Your goal>
Check each line of the entries below for the string "identity" and state how many lines have it, with no other text.

Dataset records>

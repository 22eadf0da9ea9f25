//! Atomic counter engine over the shared KV store.
//!
//! Every admission and spend mutation in the service goes through the
//! [`AtomicKv`] trait. Each method is a single atomic unit: the Redis
//! backend executes it as a server-side Lua script, the in-memory backend
//! under one mutex. Nothing else in the crate writes these keys; replacing
//! any of these operations with read-modify-write pairs breaks the
//! idempotency and reservation guarantees the rest of the system relies on.

pub mod keys;
pub mod memory;
pub mod redis_kv;
mod scripts;

use async_trait::async_trait;

use crate::error::Result;

pub use memory::MemoryKv;
pub use redis_kv::RedisKv;

/// Result of a sliding-window admission check.
#[derive(Debug, Clone, Copy, PartialEq, Eq)]
pub struct WindowAdmit {
    /// Whether the request was admitted.
    pub allowed: bool,
    /// Entries currently in the window (after this call).
    pub count: u64,
    /// Score of the oldest window entry when rejected; `0` when allowed.
    /// Used to compute `retry_after = window - (now - oldest)`.
    pub oldest_score: i64,
}

/// Result of an atomic check-and-reserve spend call.
#[derive(Debug, Clone, Copy, PartialEq)]
pub enum SpendReservation {
    /// Allowed; both counters were incremented by the buffered cost.
    Allowed { daily_total: f64, hourly_total: f64 },
    /// The daily limit would be exceeded. Nothing was incremented.
    DailyExceeded { daily_total: f64, hourly_total: f64 },
    /// The hourly limit would be exceeded. Nothing was incremented.
    HourlyExceeded { daily_total: f64, hourly_total: f64 },
}

/// Result of a cost-throttle check.
#[derive(Debug, Clone, Copy, PartialEq, Eq)]
pub enum ThrottleOutcome {
    /// Not throttled; the request's cost was recorded in both windows.
    Allowed,
    /// A throttle marker is already active.
    AlreadyThrottled { retry_after: i64 },
    /// The daily cost limit would be exceeded; marker set for 2x duration.
    DailyLimit { retry_after: i64 },
    /// The burst-window threshold would be exceeded; marker set.
    WindowBurst { retry_after: i64 },
}

/// Result of an atomic challenge mint.
#[derive(Debug, Clone, PartialEq, Eq)]
pub enum MintOutcome {
    /// A fresh challenge was created.
    Minted { challenge: String, expires_in: i64 },
    /// The caller re-requested within the rate window and a fresh challenge
    /// already existed; it is returned instead of erroring.
    Reused { challenge: String, expires_in: i64 },
    /// Too-frequent requests and nothing fresh to reuse.
    RateLimited { retry_after: i64 },
    /// The active-challenge cap was hit; a progressive ban was applied.
    TooManyActive {
        retry_after: i64,
        ban_expires_at: i64,
        violation_count: u64,
    },
    /// The identifier is currently banned from minting.
    Banned {
        retry_after: i64,
        ban_expires_at: i64,
        violation_count: u64,
    },
}

/// Result of an atomic challenge consume.
#[derive(Debug, Clone, Copy, PartialEq, Eq)]
pub enum ConsumeOutcome {
    /// Valid and now consumed (single use).
    Consumed,
    /// Unknown or expired challenge id.
    NotFound,
    /// The challenge was issued to a different identifier.
    Mismatch,
}

/// Atomic operations against the shared KV store.
///
/// Implementations must make each method atomic with respect to every other
/// method touching the same keys. The plain helpers at the bottom
/// (get/set/delete/scan) are for settings, usage snapshots and cache
/// payloads only, never for admission or spend decisions.
#[async_trait]
pub trait AtomicKv: Send + Sync {
    /// Sliding-window admit with idempotent members.
    ///
    /// Prunes entries with score <= `now - window_seconds`, then:
    /// - existing `member`: refresh its score to `now`, admit, count
    ///   unchanged (a retry or double-click never consumes a second slot);
    /// - window full: reject with the oldest score for retry computation;
    /// - otherwise insert `(member, now)` and refresh the key TTL.
    async fn sliding_window_admit(
        &self,
        bucket_key: &str,
        now: i64,
        window_seconds: i64,
        limit: u64,
        member: &str,
        expire_seconds: i64,
    ) -> Result<WindowAdmit>;

    /// Check both spend limits and reserve `buffered_cost` if allowed.
    ///
    /// The totals are only incremented on the allowed path; rejections
    /// return current totals untouched.
    #[allow(clippy::too_many_arguments)]
    async fn check_and_reserve_spend(
        &self,
        daily_key: &str,
        hourly_key: &str,
        buffered_cost: f64,
        daily_limit: f64,
        hourly_limit: f64,
        daily_ttl: i64,
        hourly_ttl: i64,
    ) -> Result<SpendReservation>;

    /// Apply a (possibly negative) cost adjustment and record token counts.
    #[allow(clippy::too_many_arguments)]
    async fn adjust_spend(
        &self,
        daily_cost_key: &str,
        hourly_cost_key: &str,
        daily_token_key: &str,
        hourly_token_key: &str,
        cost_delta: f64,
        input_tokens: u64,
        output_tokens: u64,
        daily_ttl: i64,
        hourly_ttl: i64,
    ) -> Result<()>;

    /// Cost-based throttling check over a burst window and a daily set.
    ///
    /// Member strings encode their cost after the last `:` (IPv6-safe
    /// parsing; non-positive or unparseable costs are ignored when summing).
    #[allow(clippy::too_many_arguments)]
    async fn cost_throttle(
        &self,
        window_key: &str,
        daily_key: &str,
        marker_key: &str,
        now: i64,
        window_seconds: i64,
        estimated_cost: f64,
        window_threshold: f64,
        daily_limit: f64,
        throttle_duration: i64,
        member: &str,
        daily_ttl: i64,
    ) -> Result<ThrottleOutcome>;

    /// Atomically mint (or reuse) a challenge for `identifier`.
    ///
    /// `candidate_id` is a caller-generated nonce used only when a fresh
    /// challenge is actually minted. Enforces the per-identifier re-request
    /// rate limit (with smart reuse of a just-minted challenge), the active
    /// cap with its progressive ban ladder, and active-set pruning.
    async fn challenge_mint(
        &self,
        identifier: &str,
        candidate_id: &str,
        now: i64,
        ttl_seconds: i64,
        max_active: u64,
        rate_limit_seconds: i64,
    ) -> Result<MintOutcome>;

    /// Atomically validate and consume a challenge (single use).
    async fn challenge_consume(&self, challenge_id: &str, identifier: &str)
        -> Result<ConsumeOutcome>;

    /// Return the ban expiry stored at `ban_key` if still active.
    /// Expired entries are deleted as a side effect.
    async fn check_ban(&self, ban_key: &str, now: i64) -> Result<Option<i64>>;

    /// Record a rate-limit violation and apply the progressive ban ladder.
    ///
    /// Increments the violation counter (24h TTL) and sets the ban key for
    /// `ladder[min(count - 1, len - 1)]` seconds. Returns
    /// `(violation_count, ban_expiry)`.
    async fn register_violation(
        &self,
        violation_key: &str,
        ban_key: &str,
        now: i64,
        ladder: &[i64],
    ) -> Result<(u64, i64)>;

    // ── Plain helpers (settings, snapshots, cache payloads) ─────────────────

    async fn get_string(&self, key: &str) -> Result<Option<String>>;
    async fn set_string_ex(&self, key: &str, value: &str, ttl_seconds: i64) -> Result<()>;
    async fn delete(&self, key: &str) -> Result<()>;
    async fn get_f64(&self, key: &str) -> Result<Option<f64>>;
    async fn hget_u64(&self, key: &str, field: &str) -> Result<Option<u64>>;
    /// List keys matching `prefix*`. Used by the semantic-cache index rebuild
    /// and the admin cache-clear endpoint; never on the request path.
    async fn scan_prefix(&self, prefix: &str) -> Result<Vec<String>>;

    /// Liveness probe for readiness checks.
    async fn ping(&self) -> Result<()>;
}

#[cfg(test)]
mod tests {
    use super::*;

    #[test]
    fn test_window_admit_is_copy() {
        let a = WindowAdmit {
            allowed: true,
            count: 1,
            oldest_score: 0,
        };
        let b = a;
        assert_eq!(a, b);
    }

    #[test]
    fn test_reservation_variants_carry_totals() {
        let r = SpendReservation::DailyExceeded {
            daily_total: 4.99,
            hourly_total: 0.2,
        };
        match r {
            SpendReservation::DailyExceeded { daily_total, .. } => {
                assert!((daily_total - 4.99).abs() < 1e-9)
            }
            _ => panic!("wrong variant"),
        }
    }
}
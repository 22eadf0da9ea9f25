//! Challenge issuance endpoint.

use std::sync::Arc;
use std::time::{SystemTime, UNIX_EPOCH};

use axum::extract::State;
use axum::http::HeaderMap;
use axum::response::{IntoResponse, Response};
use axum::Json;

use crate::admission::identity;
use crate::context::ServiceContext;
use crate::server::ClientAddr;

/// `GET /auth/challenge`.
///
/// Challenges are bound to the caller's IP: at issuance time the challenge
/// is not yet part of any fingerprint, and consumption (in the admission
/// gate) verifies against the same IP.
pub async fn issue_challenge(
    State(ctx): State<Arc<ServiceContext>>,
    ClientAddr(remote): ClientAddr,
    headers: HeaderMap,
) -> Response {
    let ip = identity::extract_ip(&headers, remote, ctx.config.trust_x_forwarded_for);
    let now = SystemTime::now()
        .duration_since(UNIX_EPOCH)
        .unwrap_or_default()
        .as_secs() as i64;

    match ctx.challenges.issue(&ip, now).await {
        Ok(challenge) => Json(challenge).into_response(),
        Err(denial) => denial.into_response(),
    }
}
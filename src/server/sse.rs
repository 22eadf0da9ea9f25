//! SSE event envelope.
//!
//! One JSON object per `data:` line, five shapes total. Everything a client
//! sees (cached answers, generated answers, fallbacks, errors) arrives in
//! exactly this envelope.

use axum::response::sse::Event;
use serde_json::{json, Value};

use crate::retrieval::Document;

fn event(value: Value) -> Event {
    Event::default().data(value.to_string())
}

/// Initial `{status: "thinking"}` payload.
pub fn thinking_value() -> Value {
    json!({
        "status": "thinking",
        "chunk": "",
        "isComplete": false,
    })
}

/// One-time `{status: "sources"}` payload (published sources only; callers
/// must filter before handing documents in).
pub fn sources_value(documents: &[Document]) -> Value {
    json!({
        "status": "sources",
        "sources": documents,
        "isComplete": false,
    })
}

/// Incremental `{status: "streaming"}` payload.
pub fn streaming_value(chunk: &str) -> Value {
    json!({
        "status": "streaming",
        "chunk": chunk,
        "isComplete": false,
    })
}

/// Terminal `{status: "complete"}` payload. `fromCache` is the serving tier
/// name, or boolean `false` for generated answers.
pub fn complete_value(from_cache: Option<&str>) -> Value {
    let from_cache_value = match from_cache {
        Some(tier) => json!(tier),
        None => json!(false),
    };
    json!({
        "status": "complete",
        "chunk": "",
        "isComplete": true,
        "fromCache": from_cache_value,
    })
}

/// Terminal `{status: "error"}` payload with a sanitized message.
pub fn error_value(message: &str) -> Value {
    json!({
        "status": "error",
        "error": message,
        "isComplete": true,
    })
}

pub fn thinking() -> Event {
    event(thinking_value())
}

pub fn sources(documents: &[Document]) -> Event {
    event(sources_value(documents))
}

pub fn streaming(chunk: &str) -> Event {
    event(streaming_value(chunk))
}

pub fn complete(from_cache: Option<&str>) -> Event {
    event(complete_value(from_cache))
}

pub fn error(message: &str) -> Event {
    event(error_value(message))
}

#[cfg(test)]
mod tests {
    use super::*;

    #[test]
    fn test_thinking_shape() {
        let value = thinking_value();
        assert_eq!(value["status"], "thinking");
        assert_eq!(value["isComplete"], false);
    }

    #[test]
    fn test_sources_shape() {
        let docs = vec![Document::published("content", "c1")];
        let value = sources_value(&docs);
        assert_eq!(value["status"], "sources");
        assert_eq!(value["sources"][0]["page_content"], "content");
        assert_eq!(value["sources"][0]["metadata"]["chunk_id"], "c1");
    }

    #[test]
    fn test_complete_from_cache_variants() {
        let generated = complete_value(None);
        assert_eq!(generated["fromCache"], false);
        let cached = complete_value(Some("exact"));
        assert_eq!(cached["fromCache"], "exact");
        assert_eq!(cached["isComplete"], true);
    }

    #[test]
    fn test_error_shape() {
        let value = error_value("sanitized message");
        assert_eq!(value["status"], "error");
        assert_eq!(value["error"], "sanitized message");
        assert_eq!(value["isComplete"], true);
    }

    #[test]
    fn test_streaming_preserves_chunk_text() {
        assert_eq!(streaming_value("Lite")["chunk"], "Lite");
    }

    #[test]
    fn test_events_build_without_panicking() {
        let _ = thinking();
        let _ = sources(&[]);
        let _ = streaming("x");
        let _ = complete(Some("semantic"));
        let _ = error("e");
    }
}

Output for this exercise>
2